Tutta la nostra scienza si scontra con indecifrabili
quesiti e tutta la nostra volontà di conoscere si blocca di fronte ai megaliti
che ci sovrastano. Cunicoli, nicchie, stanze, pozzi, antemurali, piombatoi,
scale, tholos, feritoie ... oggi li abbiamo chiamati così. Come li chiamavano i
nuragici? Come hanno potuto concepire una costruzione così ardita senza lasciare
traccia dei disegni che senza dubbio sono stati indispensabili per procedere
nella costruzione? E come un così esiguo popolo ha potuto trovare energia
eccedente da dedicare a queste opere, e da chi ha mutuato la tecnica
indispensabile? E a quale scopo ha riunito tanti uomini per un lavoro che non
era di stretta utilità individuale, ma era rivolta ad una utilizzazione sociale
o ad una élite? Un pesante silenzio sovrasta i macigni nuragici. A noi rimane
l'inquietante desiderio di penetrarli, visitarli, osservarli in ogni
particolare, con l'inutile speranza di decifrare il linguaggio delle pietre, di
trovarvi qualche segno, qualche arcana impronta che ci apra scenari arcaici e
suggestivi, ormai irrecuperabili."
Così scrivevo il 17 aprile 1978. Due o tre anni prima
avevo visitato il nuraghe di Barumini. Ero andata in una giornata di fine
dicembre. Allora non c'erano guide, e non c'era proprio nessuno. Con mio marito
sono entrata in questa incredibile costruzione e l'abbiamo scoperta stanza per
stanza. L'impressione è stata fulminante. Conoscevo già il Palmavera ma a
Barumini ho provato delle emozioni irripetibili che ricordo bene ancora oggi.

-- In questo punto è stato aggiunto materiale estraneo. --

pub async fn seed_images(
    conn: &mut PgConnection,
    config: &SeedConfig,
    rng: &mut impl Rng,
) -> Result<Vec<NewImage>> {
    let rows = generate_images(config, rng);
    insert_rows(conn, &rows).await?;
    Ok(rows)
}

pub async fn seed_payment_methods(
    conn: &mut PgConnection,
    config: &SeedConfig,
    rng: &mut impl Rng,
) -> Result<Vec<NewPaymentMethod>> {
    let guest_ids = lookup::account_ids_with_role(conn, "guest").await?;
    let rows = generate_payment_methods(config, &guest_ids, rng)?;
    insert_rows(conn, &rows).await?;
    Ok(rows)
}

pub async fn seed_credit_cards(
    conn: &mut PgConnection,
    rng: &mut impl Rng,
) -> Result<Vec<NewCreditCard>> {
    let card_ids =
        lookup::fetch_ids(conn, "payment_methods", Some(IdFilter::eq("type", "card"))).await?;
    let rows = generate_credit_cards(&card_ids, rng);
    insert_rows(conn, &rows).await?;
    Ok(rows)
}

pub async fn seed_paypal(conn: &mut PgConnection, rng: &mut impl Rng) -> Result<Vec<NewPaypal>> {
    let methods = lookup::paypal_method_emails(conn).await?;
    let rows = generate_paypal(&methods, rng);
    insert_rows(conn, &rows).await?;
    Ok(rows)
}

pub async fn seed_reviews(
    conn: &mut PgConnection,
    config: &SeedConfig,
    rng: &mut impl Rng,
) -> Result<Vec<NewReview>> {
    let accommodation_ids = lookup::fetch_ids(conn, "accommodations", None).await?;
    let guest_ids = lookup::account_ids_with_role(conn, "guest").await?;
    let rows = generate_reviews(config, &accommodation_ids, &guest_ids, rng)?;
    insert_rows(conn, &rows).await?;
    Ok(rows)
}

pub async fn seed_conversations(
    conn: &mut PgConnection,
    config: &SeedConfig,
    rng: &mut impl Rng,
) -> Result<Vec<NewConversation>> {
    let rows = generate_conversations(config, rng);
    insert_rows(conn, &rows).await?;
    Ok(rows)
}

pub async fn seed_messages(
    conn: &mut PgConnection,
    config: &SeedConfig,
    rng: &mut impl Rng,
) -> Result<Vec<NewMessage>> {
    let conversations = lookup::conversations(conn).await?;
    let guest_ids = lookup::account_ids_with_role(conn, "guest").await?;
    let host_ids = lookup::account_ids_with_role(conn, "host").await?;
    let rows = generate_messages(config, &conversations, &guest_ids, &host_ids, rng)?;
    insert_rows(conn, &rows).await?;
    Ok(rows)
}

pub async fn seed_review_images(
    conn: &mut PgConnection,
    rng: &mut impl Rng,
) -> Result<Vec<NewReviewImage>> {
    let review_ids = lookup::fetch_ids(conn, "reviews", None).await?;
    let image_ids = lookup::fetch_ids(conn, "images", None).await?;
    let rows = generate_review_images(&review_ids, &image_ids, rng)?;
    insert_rows(conn, &rows).await?;
    Ok(rows)
}

pub async fn seed_accommodation_images(
    conn: &mut PgConnection,
    rng: &mut impl Rng,
) -> Result<Vec<NewAccommodationImage>> {
    let accommodation_ids = lookup::fetch_ids(conn, "accommodations", None).await?;
    let free_image_ids = lookup::fetch_ids(
        conn,
        "images",
        Some(IdFilter::not_referenced_by("review_images", "image_id")),
    )
    .await?;
    let rows = generate_accommodation_images(&accommodation_ids, &free_image_ids, rng)?;
    insert_rows(conn, &rows).await?;
    Ok(rows)
}

pub async fn seed_notifications(
    conn: &mut PgConnection,
    config: &SeedConfig,
    rng: &mut impl Rng,
) -> Result<Vec<NewNotification>> {
    let account_ids = lookup::fetch_ids(conn, "accounts", None).await?;
    let rows = generate_notifications(config, &account_ids, rng)?;
    insert_rows(conn, &rows).await?;
    Ok(rows)
}

pub async fn seed_payout_accounts(
    conn: &mut PgConnection,
    config: &SeedConfig,
    rng: &mut impl Rng,
) -> Result<Vec<NewPayoutAccount>> {
    let host_ids = lookup::account_ids_with_role(conn, "host").await?;
    let rows = generate_payout_accounts(config, &host_ids, rng)?;
    insert_rows(conn, &rows).await?;
    Ok(rows)
}

pub async fn seed_payments(
    conn: &mut PgConnection,
    config: &SeedConfig,
    rng: &mut impl Rng,
) -> Result<Vec<NewPayment>> {
    let customers = lookup::first_payment_methods(conn).await?;
    let listings = lookup::accommodation_prices(conn).await?;
    let rows = generate_payments(config, &customers, &listings, rng)?;
    insert_rows(conn, &rows).await?;
    Ok(rows)
}

pub async fn seed_bookings(
    conn: &mut PgConnection,
    config: &SeedConfig,
    rng: &mut impl Rng,
) -> Result<Vec<NewBooking>> {
    let payments = lookup::payments(conn).await?;
    let listings = lookup::accommodation_prices(conn).await?;
    let rows = generate_bookings(config, &payments, &listings, rng)?;
    insert_rows(conn, &rows).await?;
    Ok(rows)
}

// ---------------------------------------------------------------------------
// Row bindings
// ---------------------------------------------------------------------------

impl InsertRow for NewAccount {
    const TABLE: &'static str = "accounts";
    const COLUMNS: &'static [&'static str] =
        &["email", "first_name", "last_name", "role", "created_at"];

    fn bind_values<'args>(&self, row: &mut Separated<'_, 'args, Postgres, &'static str>) {
        row.push_bind(self.email.clone())
            .push_bind(self.first_name.clone())
            .push_bind(self.last_name.clone())
            .push_bind(self.role.as_str())
            .push_bind(self.created_at);
    }
}

impl InsertRow for NewCredential {
    const TABLE: &'static str = "credentials";
    const COLUMNS: &'static [&'static str] =
        &["account_id", "password_hash", "password_updated_at"];

    fn bind_values<'args>(&self, row: &mut Separated<'_, 'args, Postgres, &'static str>) {
        row.push_bind(self.account_id)
            .push_bind(self.password_hash.clone())
            .push_bind(self.password_updated_at);
    }
}

impl InsertRow for NewAddress {
    const TABLE: &'static str = "addresses";
    const COLUMNS: &'static [&'static str] =
        &["line1", "line2", "city", "postal_code", "country"];

    fn bind_values<'args>(&self, row: &mut Separated<'_, 'args, Postgres, &'static str>) {
        row.push_bind(self.line1.clone())
            .push_bind(self.line2.clone())
            .push_bind(self.city)
            .push_bind(self.postal_code)
            .push_bind(self.country);
    }
}

impl InsertRow for NewAccommodation {
    const TABLE: &'static str = "accommodations";
    const COLUMNS: &'static [&'static str] = &[
        "host_account_id",
        "title",
        "address_id",
        "price_cents",
        "is_active",
        "created_at",
    ];

    fn bind_values<'args>(&self, row: &mut Separated<'_, 'args, Postgres, &'static str>) {
        row.push_bind(self.host_account_id)
            .push_bind(self.title.clone())
            .push_bind(self.address_id)
            .push_bind(self.price_cents)
            .push_bind(self.is_active)
            .push_bind(self.created_at);
    }
}

impl InsertRow for NewImage {
    const TABLE: &'static str = "images";
    const COLUMNS: &'static [&'static str] = &["mime", "storage_key", "created_at"];

    fn bind_values<'args>(&self, row: &mut Separated<'_, 'args, Postgres, &'static str>) {
        row.push_bind(self.mime)
            .push_bind(self.storage_key.clone())
            .push_bind(self.created_at);
    }
}

impl InsertRow for NewAccommodationImage {
    const TABLE: &'static str = "accommodation_images";
    const COLUMNS: &'static [&'static str] = &[
        "accommodation_id",
        "image_id",
        "sort_order",
        "is_cover",
        "caption",
        "room_tag",
    ];

    fn bind_values<'args>(&self, row: &mut Separated<'_, 'args, Postgres, &'static str>) {
        row.push_bind(self.accommodation_id)
            .push_bind(self.image_id)
            .push_bind(self.sort_order)
            .push_bind(self.is_cover)
            .push_bind(self.caption)
            .push_bind(self.room_tag);
    }
}

impl InsertRow for NewPaymentMethod {
    const TABLE: &'static str = "payment_methods";
    const COLUMNS: &'static [&'static str] = &["customer_id", "type", "created_at"];

    fn bind_values<'args>(&self, row: &mut Separated<'_, 'args, Postgres, &'static str>) {
        row.push_bind(self.customer_id)
            .push_bind(self.method_type)
            .push_bind(self.created_at);
    }
}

Chissà quale evoluzione avrebbe avuto il popolo nuragico se lo avessero lasciato
sviluppare in un contesto di scambi pacifici, come era avvenuto con i Fenici. Ma
la pace è un sogno che non fa parte della storia. Ci rimane solo una grande
amarezza per il passato e per il presente, nella constatazione che l'uomo non
può trovare l'armonia del quieto vivere nel rispetto di sé stesso e degli altri,
ma è succube dell'ingordigia che rende la sua vita un inferno. Ieri come oggi e,
forse, come sempre.
Ittireddu: Sughero inserito nella muratura del nuraghe Funtana.